BLOG TOUR STOP TIME!!! And I am quite excited to welcome Adam Alexander to the Pewter Wolf!
Adam is the author of Garage Band, and it's a little outside my comfort zone (hence why I was super excited to be on board with this tour! I like pushing myself into trying new things). Garage Band follows Lanthus who, after 17 years of working at Eastland Insurance, has been let go for "young, fresh minds". Angry and betrayed, Lanthus wants his boss - no, the entire company - to feel his rage. He decides that he wants to take down the entire company - but one man can't do it alone. And as he begins to put together his team, things start going awry. The Police are closing in, someone else wants a piece of the action and Lanthus is beginning to wonder if he can keep it together long enough to pull his plan off...?
See... not my typical read, huh?
Anyway, before I hand it over to Adam, who wrote the guest post, I just want to thank him for taking time out to write this - I know how busy you must be, so thank you! And thank you for Faye for asking if I wanted to be on this blog tour!
Oh, if you want to say hi to Adam, you can go to his website at adam-alexander-author.com/ or pop over to his Twitter at @AdamAlexAuthor! Now, onto the Adam chatting about Lanthus!
Garage Band – From Idea To Completed Novel
What’s most sinister thought you’ve ever had?
Garage Band was born out of a sinister thought I had one day when my wife and I went shopping on a Saturday morning. I don’t know about the rest of the world, but cars in South Africa are bloody expensive, and us South Africans love to show off with our cars. As we stepped out of the car that day, there was a Ferrari parked next to us, then a G-Wagon, and there were a few more really expensive cars in the same row. My wife made a remark about what the cars must be worth. I made a flippant comment, and said that the basement of the shopping center was probably worth more than the entire shopping mall. And then I had a thought. A really sinister thought.

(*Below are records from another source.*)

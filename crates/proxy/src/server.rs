//! Reverse proxy server.

use std::sync::Arc;
use std::time::{Duration, SystemTime};

use axum::body::Body;
use axum::extract::{Request, State};
use axum::response::Response;
use axum::Router;
use aws_credential_types::provider::SharedCredentialsProvider;
use http::header::{HeaderMap, HeaderName, HeaderValue};
use http::StatusCode;
use tokio::net::TcpListener;
use tokio_util::sync::CancellationToken;
use url::Url;

use xrelay_backend::sign_request;

/// Headers that must not travel through a proxy hop. `Connection` is
/// stripped *before* signing so the signature never covers a header the
/// transport would drop.
const HOP_BY_HOP_HEADERS: &[&str] = &[
    "connection",
    "proxy-connection",
    "keep-alive",
    "te",
    "trailer",
    "transfer-encoding",
    "upgrade",
];

/// Proxy server configuration.
#[derive(Debug, Clone)]
pub struct ProxyConfig {
    /// Local TCP bind address.
    pub tcp_address: String,

    /// Upstream service endpoint requests are rewritten to.
    pub endpoint: Url,

    /// Signing region.
    pub region: String,

    /// Idle upstream connections are dropped after this long.
    pub idle_conn_timeout: Duration,

    /// Idle upstream connections retained per host.
    pub max_idle_conns_per_host: usize,

    /// Skip TLS certificate verification towards the upstream.
    pub no_verify_ssl: bool,

    /// Outbound HTTP proxy for upstream calls.
    pub proxy_address: Option<String>,
}

/// Proxy server errors.
#[derive(Debug, thiserror::Error)]
pub enum ProxyError {
    /// The bind address did not resolve or could not be bound.
    #[error("failed to bind proxy server on {address}: {source}")]
    Bind {
        /// Bind address.
        address: String,
        /// Underlying error.
        #[source]
        source: std::io::Error,
    },

    /// Building the upstream HTTP client failed.
    #[error("failed to build upstream client: {0}")]
    Client(#[from] reqwest::Error),

    /// The server loop failed.
    #[error("proxy server error: {0}")]
    Serve(#[source] std::io::Error),
}

struct ProxyState {
    config: ProxyConfig,
    credentials: SharedCredentialsProvider,
    http: reqwest::Client,
}

/// Signing reverse proxy, bound and ready to serve.
pub struct ProxyServer {
    listener: TcpListener,
    state: Arc<ProxyState>,
}

impl ProxyServer {
    /// Bind the listener and build the upstream client.
    pub async fn bind(
        config: ProxyConfig,
        credentials: SharedCredentialsProvider,
    ) -> Result<Self, ProxyError> {
        let mut builder = reqwest::Client::builder()
            .pool_idle_timeout(config.idle_conn_timeout)
            .pool_max_idle_per_host(config.max_idle_conns_per_host)
            .danger_accept_invalid_certs(config.no_verify_ssl);
        if let Some(proxy) = config.proxy_address.as_deref() {
            builder = builder.proxy(reqwest::Proxy::all(proxy)?);
        }
        let http = builder.build()?;

        let listener = TcpListener::bind(&config.tcp_address)
            .await
            .map_err(|e| ProxyError::Bind {
                address: config.tcp_address.clone(),
                source: e,
            })?;

        tracing::info!(
            address = %config.tcp_address,
            endpoint = %config.endpoint,
            "proxy server using service endpoint"
        );

        Ok(Self {
            listener,
            state: Arc::new(ProxyState {
                config,
                credentials,
                http,
            }),
        })
    }

    /// The address the listener actually bound (useful with port 0).
    pub fn local_addr(&self) -> std::io::Result<std::net::SocketAddr> {
        self.listener.local_addr()
    }

    /// Serve until cancelled.
    pub async fn serve(self, cancel: CancellationToken) -> Result<(), ProxyError> {
        let app = Router::new()
            .fallback(forward)
            .with_state(Arc::clone(&self.state));

        axum::serve(self.listener, app)
            .with_graceful_shutdown(cancel.cancelled_owned())
            .await
            .map_err(ProxyError::Serve)
    }
}

/// Handle one client request end to end.
async fn forward(State(state): State<Arc<ProxyState>>, request: Request) -> Response {
    let (parts, body) = request.into_parts();
    tracing::debug!(method = %parts.method, uri = %parts.uri, "received request on proxy server");

    // Buffer the whole body; the signature needs its hash.
    let body = match axum::body::to_bytes(body, usize::MAX).await {
        Ok(bytes) => bytes,
        Err(e) => {
            tracing::error!(error = %e, "unable to consume request body");
            return status_response(StatusCode::BAD_GATEWAY, "failed to read request body");
        }
    };

    // Re-address to the service endpoint, keeping path and query.
    let mut target = state.config.endpoint.clone();
    target.set_path(parts.uri.path());
    target.set_query(parts.uri.query());

    let mut headers = parts.headers.clone();
    strip_hop_by_hop(&mut headers);
    headers.remove(http::header::HOST);

    // Sign; on failure forward unsigned and let the upstream reject it.
    let host_header = host_header_value(&target);
    let body_hash = xrelay_backend::payload_hash(&body);
    match sign_request(
        parts.method.as_str(),
        target.as_str(),
        &[("host".to_string(), host_header)],
        &body_hash,
        &state.config.region,
        &state.credentials,
        SystemTime::now(),
    )
    .await
    {
        Ok(signed) => {
            for (name, value) in signed {
                let Ok(name) = HeaderName::try_from(name.as_str()) else {
                    continue;
                };
                let Ok(value) = HeaderValue::try_from(value.as_str()) else {
                    continue;
                };
                headers.insert(name, value);
            }
        }
        Err(e) => {
            tracing::error!(error = %e, "unable to sign request, forwarding unsigned");
        }
    }

    let upstream = state
        .http
        .request(parts.method.clone(), target)
        .headers(headers)
        .body(body.to_vec())
        .send()
        .await;

    match upstream {
        Ok(response) => relay_response(response).await,
        Err(e) => {
            tracing::error!(error = %e, "upstream request failed");
            status_response(StatusCode::BAD_GATEWAY, "upstream request failed")
        }
    }
}

/// Convert the upstream reply into a client response, minus hop-by-hop
/// headers.
async fn relay_response(response: reqwest::Response) -> Response {
    let status = response.status();
    let mut headers = response.headers().clone();
    strip_hop_by_hop(&mut headers);

    let body = match response.bytes().await {
        Ok(bytes) => bytes,
        Err(e) => {
            tracing::error!(error = %e, "unable to read upstream response body");
            return status_response(StatusCode::BAD_GATEWAY, "failed to read upstream response");
        }
    };

    let mut reply = Response::builder().status(status);
    if let Some(reply_headers) = reply.headers_mut() {
        *reply_headers = headers;
    }
    reply
        .body(Body::from(body))
        .unwrap_or_else(|_| status_response(StatusCode::BAD_GATEWAY, "failed to build response"))
}

fn strip_hop_by_hop(headers: &mut HeaderMap) {
    for name in HOP_BY_HOP_HEADERS {
        headers.remove(*name);
    }
}

fn host_header_value(url: &Url) -> String {
    let host = url.host_str().unwrap_or_default();
    match url.port() {
        Some(port) => format!("{host}:{port}"),
        None => host.to_string(),
    }
}

fn status_response(status: StatusCode, message: &str) -> Response {
    Response::builder()
        .status(status)
        .body(Body::from(message.to_string()))
        .unwrap_or_default()
}

#[cfg(test)]
#[path = "server_test.rs"]
mod server_test;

I don’t remember what was going in the world at the time or what TV series we were watching – probably the TV series “Hostage” - but I thought, if bad guys were looking to get someone’s attention, instead of holding people hostage, why not just threaten to blow up all the cars in a parking garage like Sandton City where the richest of the rich in Sandton hang out. That would get their attention. But most people are probably insured anyway, and it wouldn’t hurt them, it would hurt the insurance company. Bang! Say hello to Garage Band.
I had just finished writing a Jack-Reecher thriller called Porter’s Rule, and I thought I’d try something different. Instead of making the hero of Garage Band a tough guy like Matt Porter from the Porter’s Rule series, I made this hero of the complete opposite. I created an anti-hero in Lanthus Trilby. Even his name had to be something that spelled “loser” when you first encountered him. I put him in a boring job, made him a hen-pecked husband that you wanted to yell at: “get a life”. And this guy had to be the one to bring Garage Band to life. Talk about a challenge.
I didn’t have to search long to find a name. I borrowed it from an experience my wife had when her computer broke and she had to call Dial-a-Nerd. The guy who came to fix her computer was a total nerd, and his name was Lanthus.
Building the story for Garage Band was probably one of the quickest idea to completed novel development timelines I’ve ever done, because the character was so well defined, and easy to identify with. The most challenging part of writing the story was finding a plausible way to pull off the caper, and to keep the conflict and interaction between the characters vibrant and entertaining.
I tried to weave a richer background into the supporting characters, and probably the most developed character other than Lanthus is Jason, the hacker. I’m a software developer by profession, so I know the world of technology well. My challenge was to make the story interesting and completely non-technical. Jason comes into the story early on to do all the hacking necessary to help the team pull off the caper, but Jason’s past and background brought an unexpected dimension and plot twist to the story that I hadn’t planned at all. I’m going to leave that to the reader to discover, and won’t spoil anything here.
Setting the book in Johannesburg gave me immediate access to real places and real people to use as my characters, but I tried to make the people composites of stereotypes with unique flavours instead of making them completely South Africans. I don’t know about you, but I find most SA movies poorly produced, and poorly acted, and that leads me to the question: are SA people just not entertaining to watch? I wasn’t going to let that drag the book down, so I made the characters and dialog more universal and less local. There are a few local phrases here and there, but essentially the book could take place anywhere.
Why read Garage Band? It’s a fresh take on the age-old theme of revenge. It’s been described as “raw, gutsy and entertaining”, with witty dialog that has the reader in stitches. It has no shortage of suspense and plot twists that keep you guessing right to the end.